▶ [Exercise details]: From the data, copy out every line in which the word "crate" appears.

++++++++

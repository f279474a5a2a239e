// Copyright (c) 2025 Hoku Authors
//
// Licensed under dual license:
// - MIT License (LICENSE-MIT or https://opensource.org/licenses/MIT)
// - Apache License, Version 2.0 (LICENSE-APACHE or https://www.apache.org/licenses/LICENSE-2.0)

use crate::data_structures::hoku_bloom_filter::{
    HokuBloomFilter, HokuBloomFilterConfig, HokuBloomFilterError, NoOpSaturationObserver,
};
use crate::tests::{create_test_dir, distinct_elements_strategy, element_strategy, CountingObserver};
use proptest::prelude::*;
use std::fs::File;
use std::sync::atomic::{AtomicUsize, Ordering};
use std::sync::{Arc, Barrier};
use std::thread;
use test_case::test_case;

// Constants for testing
const EXPECTED_ITEMS: u32 = 10_000;
const FALSE_POSITIVE_RATE: f64 = 0.01;
const THREAD_COUNT: usize = 8;
const ITEMS_PER_THREAD: usize = 1_000;

/// Setup a test filter with specific configuration
fn setup_test_filter() -> HokuBloomFilter {
    let config = HokuBloomFilterConfig::new()
        .with_expected_items(EXPECTED_ITEMS)
        .with_false_positive_rate(FALSE_POSITIVE_RATE);

    HokuBloomFilter::with_config(config)
        .unwrap()
        .with_observer(Arc::new(NoOpSaturationObserver))
}

#[test_case(1_000, 0.01, 9_600, 7 ; "one percent")]
#[test_case(10_000, 0.001, 143_776, 10 ; "one in a thousand")]
#[test_case(100, 0.5, 160, 1 ; "coin flip")]
#[test_case(1, 1.0, 32, 22 ; "certain rate keeps one word")]
fn test_probabilistic_sizing(items: u32, rate: f64, bit_capacity: u64, hash_count: u8) {
    let filter = HokuBloomFilter::with_probability(items, rate).unwrap();
    assert_eq!(filter.bit_capacity(), bit_capacity);
    assert_eq!(filter.hash_count(), hash_count);
    assert_eq!(filter.false_positive_rate(), rate as f32);
}

#[test_case(1, 1, 32 ; "one byte is one word")]
#[test_case(4, 3, 32 ; "exact word")]
#[test_case(5, 3, 64 ; "rounded up")]
#[test_case(1200, 255, 9_600 ; "largest hash count")]
fn test_explicit_sizing(size_bytes: usize, hash_count: usize, bit_capacity: u64) {
    let filter = HokuBloomFilter::with_size(size_bytes, hash_count, 100).unwrap();
    assert_eq!(filter.bit_capacity(), bit_capacity);
    assert_eq!(usize::from(filter.hash_count()), hash_count);
}

#[test]
fn test_explicit_sizing_without_elements() {
    let filter = HokuBloomFilter::with_size(64, 3, 0).unwrap();
    assert_eq!(filter.false_positive_rate(), 0.0);
    assert_eq!(filter.defined_capacity(), 0);
}

#[test]
fn test_rejected_sizing() {
    assert!(matches!(
        HokuBloomFilter::with_size(64, 256, 10),
        Err(HokuBloomFilterError::Configuration(_))
    ));
    assert!(matches!(
        HokuBloomFilter::with_size(0, 3, 10),
        Err(HokuBloomFilterError::Configuration(_))
    ));
    assert!(matches!(
        HokuBloomFilter::with_probability(10, 0.0),
        Err(HokuBloomFilterError::Configuration(_))
    ));
}

/// Test basic insertion and lookup operations
#[test]
fn test_basic_operations() {
    let filter = setup_test_filter();
    let values: [&[u8]; 3] = [b"test1", b"test2", b"test3"];

    for val in values {
        assert!(!filter.might_contain(val).unwrap(), "Value should not be in filter initially");
    }

    for val in values {
        filter.add(val).unwrap();
        assert!(filter.might_contain(val).unwrap(), "Value should be in filter after insertion");
    }

    assert!(!filter.might_contain(b"not_inserted").unwrap());
    assert_eq!(filter.current_count(), 3);
}

#[test]
fn test_empty_element() {
    let filter = setup_test_filter();
    filter.add(b"").unwrap();
    assert!(filter.might_contain(b"").unwrap());
}

/// Test the filter's fill ratio
#[test]
fn test_fill_ratio() {
    let filter = setup_test_filter();
    assert_eq!(filter.fill_ratio(), 0.0);

    for i in 0..1000u32 {
        filter.add(&i.to_le_bytes()).unwrap();
    }

    let ratio = filter.fill_ratio();
    assert!(ratio > 0.0);
    assert!(ratio < 1.0);
    assert!(filter.estimated_false_positive_rate() < FALSE_POSITIVE_RATE);
}

#[test]
fn test_saturation_events() {
    let observer = Arc::new(CountingObserver::default());
    let filter = HokuBloomFilter::with_probability(10, 0.01)
        .unwrap()
        .with_observer(observer.clone());

    for i in 0..10u8 {
        filter.add(&[i]).unwrap();
    }
    assert_eq!(observer.count(), 0);

    filter.add(&[10]).unwrap();
    filter.add(&[11]).unwrap();
    assert_eq!(observer.count(), 2);

    let events = observer.events();
    assert_eq!(events[0].current_count, 11);
    assert_eq!(events[1].current_count, 12);
    assert_eq!(events[0].defined_capacity, 10);
    assert_eq!(events[0].target_false_positive_rate, 0.01);
    assert!(events[1].estimated_false_positive_rate > events[0].estimated_false_positive_rate);

    for i in 0..12u8 {
        assert!(filter.might_contain(&[i]).unwrap());
    }
}

#[test]
fn test_duplicates_count_towards_saturation() {
    let observer = Arc::new(CountingObserver::default());
    let filter = HokuBloomFilter::with_size(64, 3, 2)
        .unwrap()
        .with_observer(observer.clone());

    for _ in 0..3 {
        filter.add(b"same").unwrap();
    }

    assert_eq!(filter.current_count(), 3);
    assert_eq!(observer.count(), 1);
}

#[test]
fn test_persist_to_file() {
    let dir = create_test_dir().unwrap();
    let path = dir.path().join("filter.hoku");

    let filter = setup_test_filter();
    for i in 0..500u32 {
        filter.add(&i.to_be_bytes()).unwrap();
    }
    filter.write_to(File::create(&path).unwrap()).unwrap();

    let restored = HokuBloomFilter::read_from(File::open(&path).unwrap()).unwrap();
    assert_eq!(restored.summary(), filter.summary());
    assert_eq!(restored.words(), filter.words());
    for i in 0..500u32 {
        assert!(restored.might_contain(&i.to_be_bytes()).unwrap());
    }

    let mut reloaded = HokuBloomFilter::with_size(4, 1, 1).unwrap();
    reloaded.reload_from(File::open(&path).unwrap()).unwrap();
    assert_eq!(reloaded.parameters(), filter.parameters());
    assert_eq!(reloaded.current_count(), 500);
}

/// Test concurrent insertions and lookups from multiple threads
#[test]
fn test_concurrent_insertions_and_lookups() {
    let filter = Arc::new(setup_test_filter());
    let barrier = Arc::new(Barrier::new(THREAD_COUNT * 2 + 1)); // Writers + readers + main
    let found_count = Arc::new(AtomicUsize::new(0));
    let mut handles = Vec::new();

    for t in 0..THREAD_COUNT {
        let filter = Arc::clone(&filter);
        let barrier = Arc::clone(&barrier);

        handles.push(thread::spawn(move || {
            let start = t * ITEMS_PER_THREAD;
            barrier.wait();
            for i in start..start + ITEMS_PER_THREAD {
                filter.add(&(i as u64).to_be_bytes()).unwrap();
            }
        }));
    }

    for t in 0..THREAD_COUNT {
        let filter = Arc::clone(&filter);
        let barrier = Arc::clone(&barrier);
        let found_count = Arc::clone(&found_count);

        handles.push(thread::spawn(move || {
            let start = t * ITEMS_PER_THREAD;
            barrier.wait();
            // May or may not see values, depending on timing
            for i in start..start + ITEMS_PER_THREAD {
                if filter.might_contain(&(i as u64).to_be_bytes()).unwrap() {
                    found_count.fetch_add(1, Ordering::Relaxed);
                }
            }
        }));
    }

    // Start all threads at once
    barrier.wait();

    for handle in handles {
        handle.join().unwrap();
    }

    assert!(found_count.load(Ordering::Relaxed) <= THREAD_COUNT * ITEMS_PER_THREAD);
    assert_eq!(filter.current_count(), (THREAD_COUNT * ITEMS_PER_THREAD) as u64);
    for i in 0..THREAD_COUNT * ITEMS_PER_THREAD {
        assert!(
            filter.might_contain(&(i as u64).to_be_bytes()).unwrap(),
            "Value {i} should be in the filter after all threads complete"
        );
    }
}

/// Test high contention scenario where every thread inserts the same values
#[test]
fn test_high_contention() {
    let filter = Arc::new(setup_test_filter());
    let barrier = Arc::new(Barrier::new(THREAD_COUNT + 1));
    const SHARED_VALUE_COUNT: u32 = 100;

    let handles = (0..THREAD_COUNT)
        .map(|_| {
            let filter = Arc::clone(&filter);
            let barrier = Arc::clone(&barrier);
            thread::spawn(move || {
                barrier.wait();
                for i in 0..SHARED_VALUE_COUNT {
                    filter.add(&i.to_be_bytes()).unwrap();
                }
            })
        })
        .collect::<Vec<_>>();

    barrier.wait();
    for handle in handles {
        handle.join().unwrap();
    }

    let serial = setup_test_filter();
    for i in 0..SHARED_VALUE_COUNT {
        serial.add(&i.to_be_bytes()).unwrap();
    }

    assert_eq!(filter.words(), serial.words());
    assert_eq!(
        filter.current_count(),
        u64::from(SHARED_VALUE_COUNT) * THREAD_COUNT as u64
    );
}

// Property-based tests
proptest! {
    /// Any inserted element is always reported as possibly present
    #[test]
    fn proptest_no_false_negatives(values in distinct_elements_strategy(200)) {
        let filter = setup_test_filter();

        for val in &values {
            filter.add(val).unwrap();
        }

        for val in &values {
            prop_assert!(filter.might_contain(val).unwrap());
        }
        prop_assert_eq!(filter.current_count(), values.len() as u64);
    }

    /// Two filters with the same parameters agree bit for bit
    #[test]
    fn proptest_deterministic_bits(values in prop::collection::vec(element_strategy(), 1..50)) {
        let first = HokuBloomFilter::with_size(128, 5, 50).unwrap();
        let second = HokuBloomFilter::with_size(128, 5, 50).unwrap();

        for val in &values {
            first.add(val).unwrap();
            second.add(val).unwrap();
        }

        prop_assert_eq!(first.words(), second.words());
    }

    /// Repeating an insertion never changes the bits
    #[test]
    fn proptest_idempotent_bits(value in element_strategy()) {
        let filter = HokuBloomFilter::with_size(64, 4, 10).unwrap();
        filter.add(&value).unwrap();
        let once = filter.words();

        filter.add(&value).unwrap();
        prop_assert_eq!(filter.words(), once);
        prop_assert_eq!(filter.current_count(), 2);
    }

    /// A restored filter answers every query exactly like its source
    #[test]
    fn proptest_restored_filter_answers_alike(
        inserted in prop::collection::vec(element_strategy(), 0..50),
        probes in prop::collection::vec(element_strategy(), 1..50),
    ) {
        let filter = HokuBloomFilter::with_size(64, 3, 20)
            .unwrap()
            .with_observer(Arc::new(NoOpSaturationObserver));
        for val in &inserted {
            filter.add(val).unwrap();
        }

        let restored = HokuBloomFilter::from_bytes(&filter.to_bytes().unwrap()).unwrap();
        for probe in probes.iter().chain(&inserted) {
            prop_assert_eq!(
                restored.might_contain(probe).unwrap(),
                filter.might_contain(probe).unwrap()
            );
        }
        prop_assert_eq!(restored.to_bytes().unwrap(), filter.to_bytes().unwrap());
    }
}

++++++++

▶ [Completed exercise]:
use crate::data_structures::hoku_bloom_filter::{
use crate::tests::{create_test_dir, distinct_elements_strategy, element_strategy, CountingObserver};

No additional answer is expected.